Instructions to follow: Please find all lines containing "every" in the listing below and copy them.
[Data supplied — start]
pub mod document;

#[cfg(test)]
pub mod testutil;

pub use document::PdfDocument;
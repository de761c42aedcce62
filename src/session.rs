use std::collections::HashSet;
use std::path::{Path, PathBuf};

use serde::Serialize;
use tracing::{error, info};

use crate::error::{CropError, Result};
use crate::page_range::parse_page_indices;
use crate::pdf::PdfDocument;

/// Inserted before the extension of every output file.
const OUTPUT_SUFFIX: &str = "_cropped";

/// One queued source file and the page range to keep from it.
#[derive(Debug, Clone)]
pub struct FileEntry {
    pub path: PathBuf,
    pub range: String,
}

/// State for one cropping run: the queued files and the output directory.
/// Owned by the caller; nothing here is ambient or global.
#[derive(Debug)]
pub struct CropSession {
    pub entries: Vec<FileEntry>,
    pub output_dir: PathBuf,
}

#[derive(Debug, Default, Serialize)]
pub struct BatchSummary {
    pub succeeded: u32,
    pub failed: u32,
    pub outcomes: Vec<FileOutcome>,
}

#[derive(Debug, Serialize)]
pub struct FileOutcome {
    pub path: PathBuf,
    pub output: Option<PathBuf>,
    pub error: Option<String>,
}

impl CropSession {
    pub fn new<P: Into<PathBuf>>(output_dir: P) -> Self {
        CropSession {
            entries: Vec::new(),
            output_dir: output_dir.into(),
        }
    }

    /// Queue a file. The default range keeps every page, written as the
    /// full-range string `1-<page_count>`.
    ///
    /// A file that cannot be opened is queued anyway with an empty range,
    /// so `process` counts it as failed alongside the rest; the open error
    /// is returned here for immediate reporting.
    pub fn add_file<P: Into<PathBuf>>(&mut self, path: P) -> Result<u32> {
        let path = path.into();
        match PdfDocument::open(&path) {
            Ok(doc) => {
                let page_count = doc.page_count();
                self.entries.push(FileEntry {
                    path,
                    range: format!("1-{}", page_count),
                });
                Ok(page_count)
            }
            Err(err) => {
                self.entries.push(FileEntry {
                    path,
                    range: String::new(),
                });
                Err(err)
            }
        }
    }

    /// Crop every queued entry, continuing past per-file failures.
    ///
    /// Only a structural failure aborts early: the output directory not
    /// being creatable. Per-file failures end up in the summary.
    pub fn process(&self) -> Result<BatchSummary> {
        std::fs::create_dir_all(&self.output_dir).map_err(|source| CropError::WriteFailure {
            path: self.output_dir.clone(),
            source,
        })?;

        let mut summary = BatchSummary::default();
        let mut claimed = HashSet::new();

        for entry in &self.entries {
            match self.process_entry(entry, &mut claimed) {
                Ok(output) => {
                    info!(
                        path = %entry.path.display(),
                        output = %output.display(),
                        "cropped"
                    );
                    summary.succeeded += 1;
                    summary.outcomes.push(FileOutcome {
                        path: entry.path.clone(),
                        output: Some(output),
                        error: None,
                    });
                }
                Err(err) => {
                    error!(path = %entry.path.display(), %err, "skipping file");
                    summary.failed += 1;
                    summary.outcomes.push(FileOutcome {
                        path: entry.path.clone(),
                        output: None,
                        error: Some(err.to_string()),
                    });
                }
            }
        }

        Ok(summary)
    }

    fn process_entry(&self, entry: &FileEntry, claimed: &mut HashSet<PathBuf>) -> Result<PathBuf> {
        let doc = PdfDocument::open(&entry.path)?;
        let indices = parse_page_indices(&entry.range, doc.page_count())?;
        let mut cropped = doc.select_pages(&indices)?;

        let output = self.claim_output_path(&entry.path, claimed);
        PdfDocument::save_atomic(&mut cropped, &output)?;
        Ok(output)
    }

    /// Output path for `source` inside the output directory. A basename
    /// already claimed earlier in this run gets a `-2`, `-3`, ... counter;
    /// files left by previous runs are overwritten.
    fn claim_output_path(&self, source: &Path, claimed: &mut HashSet<PathBuf>) -> PathBuf {
        let mut counter = 1;
        loop {
            let candidate = self.output_dir.join(cropped_name(source, counter));
            if claimed.insert(candidate.clone()) {
                return candidate;
            }
            counter += 1;
        }
    }
}

/// File name for the cropped copy of `source`:
/// `report.pdf` -> `report_cropped.pdf`.
pub fn output_file_name(source: &Path) -> String {
    cropped_name(source, 1)
}

fn cropped_name(source: &Path, counter: u32) -> String {
    let stem = source
        .file_stem()
        .and_then(|s| s.to_str())
        .unwrap_or("output");

    let mut name = format!("{}{}", stem, OUTPUT_SUFFIX);
    if counter > 1 {
        name.push_str(&format!("-{}", counter));
    }
    if let Some(ext) = source.extension().and_then(|s| s.to_str()) {
        name.push('.');
        name.push_str(ext);
    }
    name
}
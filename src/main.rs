mod cli;
mod commands;
mod error;
mod mcp;
mod page_range;
mod pdf;
mod session;

use anyhow::Result;
use clap::Parser;
use cli::{Cli, Commands};
use tracing::Level;

#[tokio::main]
async fn main() -> Result<()> {
    let cli = Cli::parse();

    // Logs go to stderr: stdout carries --json output and the MCP transport
    let log_level = if cli.verbose { Level::DEBUG } else { Level::INFO };
    tracing_subscriber::fmt()
        .with_max_level(log_level)
        .with_target(false)
        .with_writer(std::io::stderr)
        .init();

    match cli.command {
        Commands::Mcp => {
            mcp::run_server().await?;
        }
        Commands::Info { path } => {
            commands::info::run(&path)?;
        }
        Commands::Crop {
            path,
            pages,
            output_dir,
        } => {
            commands::crop::run(&path, &pages, &output_dir)?;
        }
        Commands::Batch {
            inputs,
            pages,
            output_dir,
            json,
        } => {
            commands::batch::run(&inputs, &pages, &output_dir, json)?;
        }
    }

    Ok(())
}
use std::collections::BTreeSet;

use crate::error::{CropError, Result};

/// Parse a page range expression like "1-3,5,7-8" into zero-based page
/// indices, deduplicated and ascending.
///
/// The empty string, "all" (any case), and the literal full-range string
/// `1-<page_count>` are shortcuts for every page and skip tokenizing
/// entirely. All other input is split on commas into single page numbers
/// and inclusive `start-end` pairs, 1-based as the user writes them.
pub fn parse_page_indices(range_str: &str, page_count: u32) -> Result<Vec<u32>> {
    let cleaned: String = range_str.chars().filter(|c| !c.is_whitespace()).collect();

    if cleaned.is_empty()
        || cleaned.eq_ignore_ascii_case("all")
        || cleaned == format!("1-{}", page_count)
    {
        return Ok((0..page_count).collect());
    }

    let mut indices = BTreeSet::new();

    for token in cleaned.split(',') {
        match token.split_once('-') {
            Some((start_str, end_str)) => {
                // A second dash ends up in end_str and fails the parse there
                let start: u32 = start_str
                    .parse()
                    .map_err(|_| CropError::invalid_token(token))?;
                let end: u32 = end_str
                    .parse()
                    .map_err(|_| CropError::invalid_token(token))?;

                if start > end {
                    return Err(CropError::invalid_token(token));
                }
                check_bounds(start, page_count)?;
                check_bounds(end, page_count)?;

                indices.extend(start - 1..end);
            }
            None => {
                let page: u32 = token
                    .parse()
                    .map_err(|_| CropError::invalid_token(token))?;
                check_bounds(page, page_count)?;
                indices.insert(page - 1);
            }
        }
    }

    Ok(indices.into_iter().collect())
}

fn check_bounds(page: u32, page_count: u32) -> Result<()> {
    if page == 0 || page > page_count {
        return Err(CropError::PageOutOfBounds { page, page_count });
    }
    Ok(())
}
[Data supplied — finish]
Result of the task:
/// Inserted before the extension of every output file.
    /// Queue a file. The default range keeps every page, written as the
    /// Crop every queued entry, continuing past per-file failures.
/// `1-<page_count>` are shortcuts for every page and skip tokenizing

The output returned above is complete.